[Data in this exercise — start]

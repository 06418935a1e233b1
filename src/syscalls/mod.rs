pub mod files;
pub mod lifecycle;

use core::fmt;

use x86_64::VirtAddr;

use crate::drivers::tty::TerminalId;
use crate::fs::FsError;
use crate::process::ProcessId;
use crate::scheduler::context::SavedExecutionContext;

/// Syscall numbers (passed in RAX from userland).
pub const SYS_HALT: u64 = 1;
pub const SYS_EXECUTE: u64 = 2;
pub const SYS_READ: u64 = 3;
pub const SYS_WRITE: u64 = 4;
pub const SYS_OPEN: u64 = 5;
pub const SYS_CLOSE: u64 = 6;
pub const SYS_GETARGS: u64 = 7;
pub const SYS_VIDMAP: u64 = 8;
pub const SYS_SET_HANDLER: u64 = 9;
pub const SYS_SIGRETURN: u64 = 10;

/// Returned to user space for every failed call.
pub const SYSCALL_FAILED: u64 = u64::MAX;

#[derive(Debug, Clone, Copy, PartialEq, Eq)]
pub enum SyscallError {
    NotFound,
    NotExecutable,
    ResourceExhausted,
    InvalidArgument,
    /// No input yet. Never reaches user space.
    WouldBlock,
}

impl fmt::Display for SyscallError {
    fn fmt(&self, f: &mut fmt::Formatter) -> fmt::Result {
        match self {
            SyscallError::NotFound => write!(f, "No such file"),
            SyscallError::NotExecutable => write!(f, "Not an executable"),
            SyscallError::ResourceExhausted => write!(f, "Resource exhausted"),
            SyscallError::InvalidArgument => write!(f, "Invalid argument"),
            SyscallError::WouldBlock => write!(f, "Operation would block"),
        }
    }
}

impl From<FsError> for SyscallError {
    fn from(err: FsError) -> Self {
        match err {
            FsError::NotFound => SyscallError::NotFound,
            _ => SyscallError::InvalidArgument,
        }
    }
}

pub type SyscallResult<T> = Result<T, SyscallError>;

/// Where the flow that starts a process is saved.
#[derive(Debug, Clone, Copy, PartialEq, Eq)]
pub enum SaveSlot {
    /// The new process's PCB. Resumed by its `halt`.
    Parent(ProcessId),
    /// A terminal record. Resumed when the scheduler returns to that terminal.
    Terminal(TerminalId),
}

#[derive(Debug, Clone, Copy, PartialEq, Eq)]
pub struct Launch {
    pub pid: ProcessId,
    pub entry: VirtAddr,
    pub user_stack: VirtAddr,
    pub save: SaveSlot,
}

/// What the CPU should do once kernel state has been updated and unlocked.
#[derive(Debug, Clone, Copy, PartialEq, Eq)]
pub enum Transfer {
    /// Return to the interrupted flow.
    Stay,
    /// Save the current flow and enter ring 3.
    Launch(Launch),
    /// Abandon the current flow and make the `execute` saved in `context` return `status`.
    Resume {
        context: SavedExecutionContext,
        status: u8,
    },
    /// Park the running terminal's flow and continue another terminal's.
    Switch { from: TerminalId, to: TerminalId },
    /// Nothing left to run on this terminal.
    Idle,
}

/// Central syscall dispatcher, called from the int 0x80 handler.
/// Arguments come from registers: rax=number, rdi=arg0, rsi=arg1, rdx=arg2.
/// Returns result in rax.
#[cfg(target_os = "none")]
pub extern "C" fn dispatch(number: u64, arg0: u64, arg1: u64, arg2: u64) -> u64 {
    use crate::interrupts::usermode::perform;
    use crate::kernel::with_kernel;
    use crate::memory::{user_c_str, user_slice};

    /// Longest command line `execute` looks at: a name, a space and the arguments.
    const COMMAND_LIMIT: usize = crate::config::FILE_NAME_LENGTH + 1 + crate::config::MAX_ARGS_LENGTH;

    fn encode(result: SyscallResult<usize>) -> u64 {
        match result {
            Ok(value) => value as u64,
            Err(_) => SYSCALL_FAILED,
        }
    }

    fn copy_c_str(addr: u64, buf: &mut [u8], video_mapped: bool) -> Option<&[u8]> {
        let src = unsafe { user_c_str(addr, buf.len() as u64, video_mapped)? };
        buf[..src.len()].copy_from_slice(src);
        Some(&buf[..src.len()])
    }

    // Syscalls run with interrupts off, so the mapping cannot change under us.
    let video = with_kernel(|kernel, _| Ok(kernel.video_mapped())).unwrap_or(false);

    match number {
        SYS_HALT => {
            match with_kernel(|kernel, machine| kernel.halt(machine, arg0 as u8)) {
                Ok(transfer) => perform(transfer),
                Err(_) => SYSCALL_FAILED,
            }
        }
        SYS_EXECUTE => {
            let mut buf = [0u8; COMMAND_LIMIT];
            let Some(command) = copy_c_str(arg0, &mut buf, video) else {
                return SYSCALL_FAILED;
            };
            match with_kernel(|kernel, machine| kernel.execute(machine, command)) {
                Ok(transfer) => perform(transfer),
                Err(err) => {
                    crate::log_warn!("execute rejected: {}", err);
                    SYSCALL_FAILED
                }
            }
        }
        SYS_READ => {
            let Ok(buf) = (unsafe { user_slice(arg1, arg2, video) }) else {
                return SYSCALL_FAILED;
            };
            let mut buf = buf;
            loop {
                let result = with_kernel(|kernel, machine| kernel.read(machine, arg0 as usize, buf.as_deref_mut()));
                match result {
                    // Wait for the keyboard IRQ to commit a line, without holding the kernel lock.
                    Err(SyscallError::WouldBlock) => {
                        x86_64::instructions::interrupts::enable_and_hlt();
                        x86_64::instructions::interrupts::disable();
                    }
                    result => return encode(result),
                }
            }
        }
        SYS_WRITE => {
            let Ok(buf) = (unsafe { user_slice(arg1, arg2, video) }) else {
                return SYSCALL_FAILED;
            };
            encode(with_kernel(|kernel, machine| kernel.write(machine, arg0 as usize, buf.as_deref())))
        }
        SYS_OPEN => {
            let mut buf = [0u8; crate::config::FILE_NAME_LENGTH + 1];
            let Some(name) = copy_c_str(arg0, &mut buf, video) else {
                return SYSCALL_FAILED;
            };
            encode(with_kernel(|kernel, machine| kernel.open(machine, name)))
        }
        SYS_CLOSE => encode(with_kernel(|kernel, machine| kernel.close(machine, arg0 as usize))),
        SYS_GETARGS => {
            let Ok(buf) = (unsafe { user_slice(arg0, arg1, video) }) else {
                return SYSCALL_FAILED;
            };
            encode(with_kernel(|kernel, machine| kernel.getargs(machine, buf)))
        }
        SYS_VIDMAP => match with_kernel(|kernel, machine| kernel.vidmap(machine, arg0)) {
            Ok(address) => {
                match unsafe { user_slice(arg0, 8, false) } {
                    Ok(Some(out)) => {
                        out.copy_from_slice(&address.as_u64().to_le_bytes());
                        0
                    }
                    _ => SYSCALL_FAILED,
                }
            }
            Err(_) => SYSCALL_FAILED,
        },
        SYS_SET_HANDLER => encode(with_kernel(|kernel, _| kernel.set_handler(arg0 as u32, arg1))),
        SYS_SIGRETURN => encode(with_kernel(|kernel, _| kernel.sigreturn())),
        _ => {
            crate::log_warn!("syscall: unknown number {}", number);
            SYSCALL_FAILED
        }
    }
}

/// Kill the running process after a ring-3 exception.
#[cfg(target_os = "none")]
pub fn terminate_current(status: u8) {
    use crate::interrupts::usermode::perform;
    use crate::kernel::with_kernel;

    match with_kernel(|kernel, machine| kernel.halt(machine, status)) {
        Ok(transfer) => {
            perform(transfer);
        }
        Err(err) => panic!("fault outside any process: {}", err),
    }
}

[Data in this exercise — finish]

:: What is being asked ::
I'd like the records returned exactly as they were written, please.

:: Solution for this task ::
repository 06418935a1e233b1
filename src/syscalls/mod.rs
pub mod files;
pub mod lifecycle;

use core::fmt;

use x86_64::VirtAddr;

use crate::drivers::tty::TerminalId;
use crate::fs::FsError;
use crate::process::ProcessId;
use crate::scheduler::context::SavedExecutionContext;

/// Syscall numbers (passed in RAX from userland).
pub const SYS_HALT: u64 = 1;
pub const SYS_EXECUTE: u64 = 2;
pub const SYS_READ: u64 = 3;
pub const SYS_WRITE: u64 = 4;
pub const SYS_OPEN: u64 = 5;
pub const SYS_CLOSE: u64 = 6;
pub const SYS_GETARGS: u64 = 7;
pub const SYS_VIDMAP: u64 = 8;
pub const SYS_SET_HANDLER: u64 = 9;
pub const SYS_SIGRETURN: u64 = 10;

/// Returned to user space for every failed call.
pub const SYSCALL_FAILED: u64 = u64::MAX;

#[derive(Debug, Clone, Copy, PartialEq, Eq)]
pub enum SyscallError {
    NotFound,
    NotExecutable,
    ResourceExhausted,
    InvalidArgument,
    /// No input yet. Never reaches user space.
    WouldBlock,
}

impl fmt::Display for SyscallError {
    fn fmt(&self, f: &mut fmt::Formatter) -> fmt::Result {
        match self {
            SyscallError::NotFound => write!(f, "No such file"),
            SyscallError::NotExecutable => write!(f, "Not an executable"),
            SyscallError::ResourceExhausted => write!(f, "Resource exhausted"),
            SyscallError::InvalidArgument => write!(f, "Invalid argument"),
            SyscallError::WouldBlock => write!(f, "Operation would block"),
        }
    }
}

impl From<FsError> for SyscallError {
    fn from(err: FsError) -> Self {
        match err {
            FsError::NotFound => SyscallError::NotFound,
            _ => SyscallError::InvalidArgument,
        }
    }
}

pub type SyscallResult<T> = Result<T, SyscallError>;

/// Where the flow that starts a process is saved.
#[derive(Debug, Clone, Copy, PartialEq, Eq)]
pub enum SaveSlot {
    /// The new process's PCB. Resumed by its `halt`.
    Parent(ProcessId),
    /// A terminal record. Resumed when the scheduler returns to that terminal.
    Terminal(TerminalId),
}

#[derive(Debug, Clone, Copy, PartialEq, Eq)]
pub struct Launch {
    pub pid: ProcessId,
    pub entry: VirtAddr,
    pub user_stack: VirtAddr,
    pub save: SaveSlot,
}

/// What the CPU should do once kernel state has been updated and unlocked.
#[derive(Debug, Clone, Copy, PartialEq, Eq)]
pub enum Transfer {
    /// Return to the interrupted flow.
    Stay,
    /// Save the current flow and enter ring 3.
    Launch(Launch),
    /// Abandon the current flow and make the `execute` saved in `context` return `status`.
    Resume {
        context: SavedExecutionContext,
        status: u8,
    },
    /// Park the running terminal's flow and continue another terminal's.
    Switch { from: TerminalId, to: TerminalId },
    /// Nothing left to run on this terminal.
    Idle,
}

/// Central syscall dispatcher, called from the int 0x80 handler.
/// Arguments come from registers: rax=number, rdi=arg0, rsi=arg1, rdx=arg2.
/// Returns result in rax.
#[cfg(target_os = "none")]
pub extern "C" fn dispatch(number: u64, arg0: u64, arg1: u64, arg2: u64) -> u64 {
    use crate::interrupts::usermode::perform;
    use crate::kernel::with_kernel;
    use crate::memory::{user_c_str, user_slice};

    /// Longest command line `execute` looks at: a name, a space and the arguments.
    const COMMAND_LIMIT: usize = crate::config::FILE_NAME_LENGTH + 1 + crate::config::MAX_ARGS_LENGTH;

    fn encode(result: SyscallResult<usize>) -> u64 {
        match result {
            Ok(value) => value as u64,
            Err(_) => SYSCALL_FAILED,
        }
    }

    fn copy_c_str(addr: u64, buf: &mut [u8], video_mapped: bool) -> Option<&[u8]> {
        let src = unsafe { user_c_str(addr, buf.len() as u64, video_mapped)? };
        buf[..src.len()].copy_from_slice(src);
        Some(&buf[..src.len()])
    }

    // Syscalls run with interrupts off, so the mapping cannot change under us.
    let video = with_kernel(|kernel, _| Ok(kernel.video_mapped())).unwrap_or(false);

    match number {
        SYS_HALT => {
            match with_kernel(|kernel, machine| kernel.halt(machine, arg0 as u8)) {
                Ok(transfer) => perform(transfer),
                Err(_) => SYSCALL_FAILED,
            }
        }
        SYS_EXECUTE => {
            let mut buf = [0u8; COMMAND_LIMIT];
            let Some(command) = copy_c_str(arg0, &mut buf, video) else {
                return SYSCALL_FAILED;
            };
            match with_kernel(|kernel, machine| kernel.execute(machine, command)) {
                Ok(transfer) => perform(transfer),
                Err(err) => {
                    crate::log_warn!("execute rejected: {}", err);
                    SYSCALL_FAILED
                }
            }
        }
        SYS_READ => {
            let Ok(buf) = (unsafe { user_slice(arg1, arg2, video) }) else {
                return SYSCALL_FAILED;
            };
            let mut buf = buf;
            loop {
                let result = with_kernel(|kernel, machine| kernel.read(machine, arg0 as usize, buf.as_deref_mut()));
                match result {
                    // Wait for the keyboard IRQ to commit a line, without holding the kernel lock.
                    Err(SyscallError::WouldBlock) => {
                        x86_64::instructions::interrupts::enable_and_hlt();
                        x86_64::instructions::interrupts::disable();
                    }
                    result => return encode(result),
                }
            }
        }
        SYS_WRITE => {
            let Ok(buf) = (unsafe { user_slice(arg1, arg2, video) }) else {
                return SYSCALL_FAILED;
            };
            encode(with_kernel(|kernel, machine| kernel.write(machine, arg0 as usize, buf.as_deref())))
        }
        SYS_OPEN => {
            let mut buf = [0u8; crate::config::FILE_NAME_LENGTH + 1];
            let Some(name) = copy_c_str(arg0, &mut buf, video) else {
                return SYSCALL_FAILED;
            };
            encode(with_kernel(|kernel, machine| kernel.open(machine, name)))
        }
        SYS_CLOSE => encode(with_kernel(|kernel, machine| kernel.close(machine, arg0 as usize))),
        SYS_GETARGS => {
            let Ok(buf) = (unsafe { user_slice(arg0, arg1, video) }) else {
                return SYSCALL_FAILED;
            };
            encode(with_kernel(|kernel, machine| kernel.getargs(machine, buf)))
        }
        SYS_VIDMAP => match with_kernel(|kernel, machine| kernel.vidmap(machine, arg0)) {
            Ok(address) => {
                match unsafe { user_slice(arg0, 8, false) } {
                    Ok(Some(out)) => {
                        out.copy_from_slice(&address.as_u64().to_le_bytes());
                        0
                    }
                    _ => SYSCALL_FAILED,
                }
            }
            Err(_) => SYSCALL_FAILED,
        },
        SYS_SET_HANDLER => encode(with_kernel(|kernel, _| kernel.set_handler(arg0 as u32, arg1))),
        SYS_SIGRETURN => encode(with_kernel(|kernel, _| kernel.sigreturn())),
        _ => {
            crate::log_warn!("syscall: unknown number {}", number);
            SYSCALL_FAILED
        }
    }
}

/// Kill the running process after a ring-3 exception.
#[cfg(target_os = "none")]
pub fn terminate_current(status: u8) {
    use crate::interrupts::usermode::perform;
    use crate::kernel::with_kernel;

    match with_kernel(|kernel, machine| kernel.halt(machine, status)) {
        Ok(transfer) => {
            perform(transfer);
        }
        Err(err) => panic!("fault outside any process: {}", err),
    }
}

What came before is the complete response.